Heir Apparent
- Author: Vivian Vande Velde
- Cover artist: Cliff Nielsen
- Language: English
- Genre: Children's, science fiction, fantasy novel
- Publisher: Harcourt
- Publication date: 2002
- Publication place: United States
- Media type: Print (Hardback & Paperback)
- ISBN: 0-15-204560-0
- OCLC: 49225237
- LC Class: PZ7.V2773 He 2002

= Heir Apparent (novel) =

2002 novel by Vivian Vande Velde

Heir Apparent is a science fiction/fantasy novel by young adult fiction author Vivian Vande Velde, about a girl who becomes trapped inside a looping virtual reality role-playing game called Heir Apparent.

The same girl appeared as a secondary character in User Unfriendly, Vande Velde's earlier book about a game from the same fictional company, Rasmussem, Inc. She later wrote a third book about this company, Deadly Pink. She does not consider the second or third books to be sequels, despite their taking place in the same universe as the first, and she says the three books can be read in any order.
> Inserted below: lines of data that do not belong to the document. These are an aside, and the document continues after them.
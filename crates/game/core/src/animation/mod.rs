//! Knockback-and-return animation as an explicit state machine.
//!
//! The animation is resumed by an external frame driver once per tick with
//! the elapsed time. Each tick moves the actor a bounded distance toward the
//! current phase's goal:
//!
//! ```text
//!           restart                  within epsilon            == anchor
//!   Idle ───────────► Outbound ───────────────────► Return ─────────────► Idle
//!     ▲                  │  ▲ restart                  │ restart
//!     │                  │  └──────────────────────────┘
//!     │                  └──── abandon ────► Destroyed ◄──── abandon ──── (any)
//! ```
//!
//! The outbound phase ends once the squared remaining distance drops to the
//! configured epsilon. The return phase ends only on exact arrival at the
//! anchor. [`move_towards`] snaps onto its goal when the goal is within one
//! step, so exact arrival is always reached in a finite number of ticks.
//!
//! A restart while running keeps the original anchor, so however many hits
//! land mid-flight the actor still returns to the tile it was standing on.

use glam::Vec2;

use crate::state::Tint;

/// Phase of a running knockback.
#[derive(Clone, Copy, Debug, PartialEq, Eq, Hash, strum::Display, strum::AsRefStr)]
#[cfg_attr(feature = "serde", derive(serde::Serialize, serde::Deserialize))]
#[strum(serialize_all = "snake_case")]
pub enum AnimationPhase {
    /// Travelling from the hit position to the knockback target.
    Outbound,
    /// Travelling back to the anchor.
    Return,
}

/// Knockback state of one actor. At most one is active per actor.
#[derive(Clone, Copy, Debug, Default, PartialEq)]
pub enum KnockbackAnimation {
    #[default]
    Idle,
    Outbound {
        anchor: Vec2,
        target: Vec2,
    },
    Return {
        anchor: Vec2,
    },
    /// The actor was destroyed; the animation never runs again.
    Destroyed,
}

/// What a tick did.
#[derive(Clone, Copy, Debug, PartialEq, Eq)]
pub enum AnimationStatus {
    /// Nothing in flight.
    Idle,
    /// Still running in the given phase after this tick.
    Running(AnimationPhase),
    /// The return phase reached the anchor on this tick.
    Finished,
    /// The actor is gone; nothing was written.
    Destroyed,
}

impl AnimationStatus {
    pub fn is_running(self) -> bool {
        matches!(self, AnimationStatus::Running(_))
    }
}

/// Per-tick parameters supplied by the owner of the animation.
#[derive(Clone, Copy, Debug, PartialEq)]
pub struct AnimationStep {
    /// Distance the actor may travel this tick (`speed * dt`).
    pub max_delta: f32,
    /// Squared-distance tolerance ending the outbound phase.
    pub arrival_epsilon: f32,
    pub hit_tint: Tint,
    pub base_tint: Tint,
}

impl KnockbackAnimation {
    /// Starts (or restarts) a knockback displaced by `offset` from the anchor.
    ///
    /// The anchor of an animation already in flight is kept; otherwise
    /// `current` becomes the anchor. Travel starts from wherever the actor is
    /// when the next tick runs.
    pub fn restart(&mut self, current: Vec2, offset: Vec2) {
        if matches!(self, KnockbackAnimation::Destroyed) {
            return;
        }
        let anchor = self.anchor().unwrap_or(current);
        *self = KnockbackAnimation::Outbound {
            anchor,
            target: anchor + offset,
        };
    }

    /// Advances the animation by one tick, writing position and tint.
    ///
    /// A tick with `max_delta <= 0` (or non-finite) makes no progress and
    /// writes nothing.
    pub fn advance(
        &mut self,
        position: &mut Vec2,
        tint: &mut Tint,
        step: AnimationStep,
    ) -> AnimationStatus {
        let stalled = !(step.max_delta.is_finite() && step.max_delta > 0.0);

        match *self {
            KnockbackAnimation::Idle => AnimationStatus::Idle,
            KnockbackAnimation::Destroyed => AnimationStatus::Destroyed,
            KnockbackAnimation::Outbound { .. } | KnockbackAnimation::Return { .. } if stalled => {
                self.status()
            }
            KnockbackAnimation::Outbound { anchor, target } => {
                *position = move_towards(*position, target, step.max_delta);
                *tint = step.hit_tint;
                if position.distance_squared(target) <= step.arrival_epsilon {
                    *self = KnockbackAnimation::Return { anchor };
                    AnimationStatus::Running(AnimationPhase::Return)
                } else {
                    AnimationStatus::Running(AnimationPhase::Outbound)
                }
            }
            KnockbackAnimation::Return { anchor } => {
                *position = move_towards(*position, anchor, step.max_delta);
                *tint = step.base_tint;
                if position.distance_squared(anchor) == 0.0 {
                    *self = KnockbackAnimation::Idle;
                    AnimationStatus::Finished
                } else {
                    AnimationStatus::Running(AnimationPhase::Return)
                }
            }
        }
    }

    /// Ends a running animation immediately: the actor is put back on its
    /// anchor with the base tint. Returns false when nothing was running.
    pub fn settle(&mut self, position: &mut Vec2, tint: &mut Tint, base_tint: Tint) -> bool {
        match self.anchor() {
            Some(anchor) => {
                *position = anchor;
                *tint = base_tint;
                *self = KnockbackAnimation::Idle;
                true
            }
            None => false,
        }
    }

    /// Drops any remaining phases. Terminal.
    pub fn abandon(&mut self) {
        *self = KnockbackAnimation::Destroyed;
    }

    pub fn anchor(&self) -> Option<Vec2> {
        match *self {
            KnockbackAnimation::Outbound { anchor, .. } | KnockbackAnimation::Return { anchor } => {
                Some(anchor)
            }
            KnockbackAnimation::Idle | KnockbackAnimation::Destroyed => None,
        }
    }

    pub fn phase(&self) -> Option<AnimationPhase> {
        match self {
            KnockbackAnimation::Outbound { .. } => Some(AnimationPhase::Outbound),
            KnockbackAnimation::Return { .. } => Some(AnimationPhase::Return),
            KnockbackAnimation::Idle | KnockbackAnimation::Destroyed => None,
        }
    }

    pub fn is_running(&self) -> bool {
        self.phase().is_some()
    }

    pub fn status(&self) -> AnimationStatus {
        match self.phase() {
            Some(phase) => AnimationStatus::Running(phase),
            None if matches!(self, KnockbackAnimation::Destroyed) => AnimationStatus::Destroyed,
            None => AnimationStatus::Idle,
        }
    }
}

/// Moves `current` toward `target` by at most `max_delta`, landing exactly
/// on `target` when it is within reach.
pub fn move_towards(current: Vec2, target: Vec2, max_delta: f32) -> Vec2 {
    let delta = target - current;
    let distance = delta.length();
    if distance <= max_delta || distance == 0.0 {
        target
    } else {
        current + delta / distance * max_delta
    }
}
Vande Velde says, "Heir Apparent was a lot of fun to write because it's about a girl caught in a virtual-reality-type game. Even though Giannine finds herself in a vaguely medieval world, I didn't have to worry about historical accuracy. I also was able to keep throwing all sorts of things at her -- a dragon, an army of ghosts, and a poetry-loving/head-chopping statue."

==Plot summary==

===Beginning===
Giannine receives a gift certificate for a Rasmussem Gaming Center as a birthday present from her father. When she arrives at the local center, a crowd from "CPOC," the "Citizens to Protect Our Children," has come for a demonstration against such games. She enters the arcade and gets hooked up to Heir Apparent, a single-player RPG. Giannine's character, Janine de St. Jehan, is the illegitimate child of the recently deceased King Cynric, who pronounced her heir to the throne, passing over three legitimate sons. Her task is to survive the three days (which will only last thirty minutes in the real world) before her coronation. Anytime her character dies, she will be sent back to the beginning of the game.

===The game===
Janine finds herself on a sheep farm, where she meets her foster mother and Sir Deming, who delivers the news of her ascendancy to the throne. Ignoring her foster mother's advice to say goodbye to her foster father, Janine heads off to the castle. There she meets Queen Andreanna and her three sons, Abas, Wulfgar, and Kenric. Outside the throne room, the guards bring before Janine a boy caught poaching deer. They expect her to order the boy's execution, but instead she lets the boy go.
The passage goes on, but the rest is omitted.